>>>

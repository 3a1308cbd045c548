//! Defines the endpoint for replacing the fields of an existing expense.

use axum::{
    Json,
    extract::{
        Path, State,
        rejection::{JsonRejection, PathRejection},
    },
};

use crate::{
    Error,
    database_id::ExpenseId,
    expense::{
        Expense, ExpenseFields,
        core::update_expense,
        payload::ExpensePayload,
        state::{ExpenseState, lock_connection},
    },
};

/// A route handler for updating an expense, responds with the updated expense.
///
/// All four editable fields must be supplied; partial updates are not supported.
pub async fn edit_expense_endpoint(
    State(state): State<ExpenseState>,
    expense_id: Result<Path<ExpenseId>, PathRejection>,
    payload: Result<Json<ExpensePayload>, JsonRejection>,
) -> Result<Json<Expense>, Error> {
    let Path(expense_id) = expense_id?;
    let Json(payload) = payload?;
    let fields = ExpenseFields::try_from(payload)
        .inspect_err(|error| tracing::warn!("rejected update to expense {expense_id}: {error}"))?;

    let connection = lock_connection(&state.db_connection)?;

    let expense = update_expense(expense_id, &fields, &connection)
        .inspect_err(|error| tracing::error!("could not update expense {expense_id}: {error}"))?;

    Ok(Json(expense))
}

#[cfg(test)]
mod tests {
    use std::sync::{Arc, Mutex};

    use axum::{Router, routing::put};
    use axum_test::TestServer;
    use rusqlite::Connection;
    use serde_json::json;
    use time::macros::date;

    use crate::{
        db::initialize,
        endpoints::{self, format_endpoint},
        expense::{
            Expense, ExpenseFields, GroupId, create_expense, edit_endpoint::edit_expense_endpoint,
            get_expense, state::ExpenseState,
        },
        money::Money,
    };

    fn get_test_state() -> ExpenseState {
        let conn = Connection::open_in_memory().expect("could not open in-memory SQLite database");
        initialize(&conn).expect("could not initialize test DB");

        ExpenseState {
            db_connection: Arc::new(Mutex::new(conn)),
        }
    }

    fn get_test_server(state: ExpenseState) -> TestServer {
        let app = Router::new()
            .route(endpoints::BILL, put(edit_expense_endpoint))
            .with_state(state);

        TestServer::try_new(app).expect("Could not create test server.")
    }

    fn must_create_test_expense(state: &ExpenseState) -> Expense {
        let fields =
            ExpenseFields::new("Gas", Money::from_cents(5_000), date!(2024 - 01 - 10), "B")
                .expect("could not create test fields");

        create_expense(
            &GroupId::new("home_001").unwrap(),
            &fields,
            &state.db_connection.lock().unwrap(),
        )
        .expect("could not create test expense")
    }

    #[tokio::test]
    async fn can_update_expense() {
        let state = get_test_state();
        let expense = must_create_test_expense(&state);
        let server = get_test_server(state.clone());
        let want = Expense {
            id: expense.id,
            group_id: expense.group_id.clone(),
            category: "Electricity".to_owned(),
            amount: Money::from_cents(3_333),
            occurred_on: date!(2024 - 02 - 01),
            paid_by: "A".to_owned(),
        };

        let response = server
            .put(&format_endpoint(endpoints::BILL, expense.id))
            .json(&json!({
                "category": want.category,
                "amount": 33.33,
                "occurred_on": "2024-02-01",
                "paid_by": want.paid_by,
            }))
            .await;

        response.assert_status_ok();
        assert_eq!(response.json::<Expense>(), want);
        let stored = get_expense(expense.id, &state.db_connection.lock().unwrap()).unwrap();
        assert_eq!(stored, want);
    }

    #[tokio::test]
    async fn updating_missing_expense_is_not_found() {
        let server = get_test_server(get_test_state());

        let response = server
            .put(&format_endpoint(endpoints::BILL, 404))
            .json(&json!({
                "category": "Gas",
                "amount": 1,
                "occurred_on": "2024-02-01",
                "paid_by": "A",
            }))
            .await;

        response.assert_status_not_found();
    }

    #[tokio::test]
    async fn invalid_update_leaves_expense_unchanged() {
        let state = get_test_state();
        let expense = must_create_test_expense(&state);
        let server = get_test_server(state.clone());

        let response = server
            .put(&format_endpoint(endpoints::BILL, expense.id))
            .json(&json!({
                "category": "Gas",
                "amount": 1,
                "occurred_on": "2024-02-01",
                "paid_by": "",
            }))
            .await;

        response.assert_status_bad_request();
        let stored = get_expense(expense.id, &state.db_connection.lock().unwrap()).unwrap();
        assert_eq!(stored, expense);
    }

    #[tokio::test]
    async fn non_numeric_id_is_json_bad_request() {
        let server = get_test_server(get_test_state());

        let response = server
            .put(&format_endpoint(endpoints::BILL, "abc"))
            .json(&json!({
                "category": "Gas",
                "amount": 1,
                "occurred_on": "2024-02-01",
                "paid_by": "A",
            }))
            .await;

        response.assert_status_bad_request();
        let body = response.json::<serde_json::Value>();
        assert!(body["error"].is_string(), "want a JSON error, got {body}");
    }
}
//! Defines the endpoint for listing a group's expenses.

use axum::{
    Json,
    extract::{Path, State},
};

use crate::{
    Error,
    expense::{
        Expense,
        core::list_expenses,
        state::{ExpenseState, lock_connection},
    },
};

/// A route handler that responds with every expense recorded for a group.
pub async fn list_expenses_endpoint(
    State(state): State<ExpenseState>,
    Path(group_id): Path<String>,
) -> Result<Json<Vec<Expense>>, Error> {
    let connection = lock_connection(&state.db_connection)?;

    let expenses = list_expenses(&group_id, &connection)
        .inspect_err(|error| tracing::error!("could not list expenses for {group_id}: {error}"))?;

    Ok(Json(expenses))
}
//! Middleware for logging requests and responses.

use axum::{
    body::{Body, Bytes},
    extract::Request,
    http::StatusCode,
    middleware::Next,
    response::{IntoResponse, Response},
};

/// The number of bytes of a request or response body that are logged at the
/// `info` level.
pub const LOG_BODY_LENGTH_LIMIT: usize = 64;

/// Log the request and response for each request.
///
/// Both the request and response are logged at the `info` level.
/// If the body is longer than [LOG_BODY_LENGTH_LIMIT] bytes, it is
/// truncated and the full body is logged at the `debug` level.
pub async fn logging_middleware(request: Request, next: Next) -> Response {
    let (parts, body) = request.into_parts();
    let body_bytes = match read_body(body).await {
        Ok(bytes) => bytes,
        Err(error) => {
            tracing::warn!("could not read request body: {error}");
            return (StatusCode::BAD_REQUEST, "could not read request body").into_response();
        }
    };

    log_request(&parts, &String::from_utf8_lossy(&body_bytes));

    let request = Request::from_parts(parts, Body::from(body_bytes));
    let response = next.run(request).await;

    let (parts, body) = response.into_parts();
    let body_bytes = match read_body(body).await {
        Ok(bytes) => bytes,
        Err(error) => {
            tracing::error!("could not read response body: {error}");
            return StatusCode::INTERNAL_SERVER_ERROR.into_response();
        }
    };

    log_response(&parts, &String::from_utf8_lossy(&body_bytes));

    Response::from_parts(parts, Body::from(body_bytes))
}

async fn read_body(body: Body) -> Result<Bytes, axum::Error> {
    axum::body::to_bytes(body, usize::MAX).await
}

/// Shorten `body` to at most [LOG_BODY_LENGTH_LIMIT] bytes without splitting a character.
fn truncate(body: &str) -> Option<&str> {
    if body.len() <= LOG_BODY_LENGTH_LIMIT {
        return None;
    }

    let mut end = LOG_BODY_LENGTH_LIMIT;
    while !body.is_char_boundary(end) {
        end -= 1;
    }

    Some(&body[..end])
}

fn log_request(parts: &axum::http::request::Parts, body: &str) {
    match truncate(body) {
        Some(truncated) => {
            tracing::info!("Received request: {parts:#?}\nbody: {truncated}...");
            tracing::debug!("Full request body: {body:?}");
        }
        None => tracing::info!("Received request: {parts:#?}\nbody: {body:?}"),
    }
}

fn log_response(parts: &axum::http::response::Parts, body: &str) {
    match truncate(body) {
        Some(truncated) => {
            tracing::info!("Sending response: {parts:#?}\nbody: {truncated}...");
            tracing::debug!("Full response body: {body:?}");
        }
        None => tracing::info!("Sending response: {parts:#?}\nbody: {body:?}"),
    }
}
//! Defines the endpoint for summarising a group's expenses.

use axum::{
    Json,
    extract::{Path, Query, State},
};
use serde::Deserialize;

use crate::{
    Error,
    expense::{
        core::list_expenses,
        state::{SummaryState, lock_connection},
    },
    period::Period,
    summary::{Summary, build_summary},
    timezone::current_month,
};

/// The query parameters for selecting the summary period.
#[derive(Debug, Default, Deserialize)]
pub struct PeriodQuery {
    /// Either "all" or a month such as "2024-01". Defaults to "all".
    pub period: Option<String>,
}

impl PeriodQuery {
    /// Parse the requested period, defaulting to [Period::All].
    ///
    /// # Errors
    /// Returns [Error::InvalidPeriod] if the period is neither "all" nor a
    /// `YYYY-MM` month.
    pub fn period(&self) -> Result<Period, Error> {
        match self.period.as_deref() {
            None | Some("") => Ok(Period::All),
            Some(period) => period.parse(),
        }
    }
}

/// A route handler that responds with the totals for a group's expenses.
pub async fn get_summary_endpoint(
    State(state): State<SummaryState>,
    Path(group_id): Path<String>,
    Query(query): Query<PeriodQuery>,
) -> Result<Json<Summary>, Error> {
    let period = query.period()?;
    let current_month = current_month(&state.local_timezone)?;

    let connection = lock_connection(&state.db_connection)?;
    let expenses = list_expenses(&group_id, &connection)
        .inspect_err(|error| tracing::error!("could not list expenses for {group_id}: {error}"))?;

    Ok(Json(build_summary(&expenses, period, current_month)))
}
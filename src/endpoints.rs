//! The API endpoints URIs.
//!
//! For endpoints that take a parameter, e.g., '/api/bills/{id}', use [format_endpoint].

use std::fmt::Display;

/// The root route which redirects to the default group's bills page.
pub const ROOT: &str = "/";
/// The page for displaying a group's bills and their summary.
pub const BILLS_VIEW: &str = "/bills/{group_id}";
/// The page for editing one of a group's bills, use [format_bill_endpoint].
pub const EDIT_BILL_VIEW: &str = "/bills/{group_id}/{bill_id}/edit";
/// The route the delete buttons on the bills page post to, use [format_bill_endpoint].
pub const DELETE_BILL_VIEW: &str = "/bills/{group_id}/{bill_id}/delete";

/// The route to create a bill.
pub const BILLS: &str = "/api/bills";
/// The route to access bills by ID.
///
/// `GET` treats `{id}` as a group ID and lists that group's bills, while `PUT`
/// and `DELETE` treat it as the ID of a single bill. The parameter has to share
/// one name because the router does not allow differently named parameters in
/// the same position.
pub const BILL: &str = "/api/bills/{id}";
/// The route to summarise a group's bills, `{id}` is the group ID.
pub const BILL_SUMMARY: &str = "/api/bills/{id}/summary";

/// Replace the parameter in `endpoint_path` with `id`.
///
/// A parameter is a string that starts with a left brace, followed by
/// lowercase letters or underscores, and ends with a right brace.
/// For example, in the endpoint path '/api/bills/{id}', '{id}' is the parameter.
///
/// This function assumes that an endpoint path only contains ASCII characters
/// and a single parameter.
///
/// If no parameter is found in `endpoint_path`, the function returns the
/// the original `endpoint_path`.
pub fn format_endpoint(endpoint_path: &str, id: impl Display) -> String {
    let Some(param_start) = endpoint_path.find('{') else {
        return endpoint_path.to_owned();
    };

    let param_end = endpoint_path[param_start..]
        .find('}')
        .map(|end| param_start + end + 1)
        .unwrap_or(endpoint_path.len());

    format!(
        "{}{}{}",
        &endpoint_path[..param_start],
        id,
        &endpoint_path[param_end..]
    )
}

/// Replace the group and bill parameters, in that order, in `endpoint_path`.
pub fn format_bill_endpoint(endpoint_path: &str, group_id: &str, bill_id: impl Display) -> String {
    format_endpoint(&format_endpoint(endpoint_path, group_id), bill_id)
}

<<<

== Instructions to follow ==
Within the listing above, extract exactly the lines from the line with "pub const ROOT: &str" to the line with "pub const EDIT_BILL_VIEW: &str", the two named lines included, and no others.

== Answer space ==
pub const ROOT: &str = "/";
/// The page for displaying a group's bills and their summary.
pub const BILLS_VIEW: &str = "/bills/{group_id}";
/// The page for editing one of a group's bills, use [format_bill_endpoint].
pub const EDIT_BILL_VIEW: &str = "/bills/{group_id}/{bill_id}/edit";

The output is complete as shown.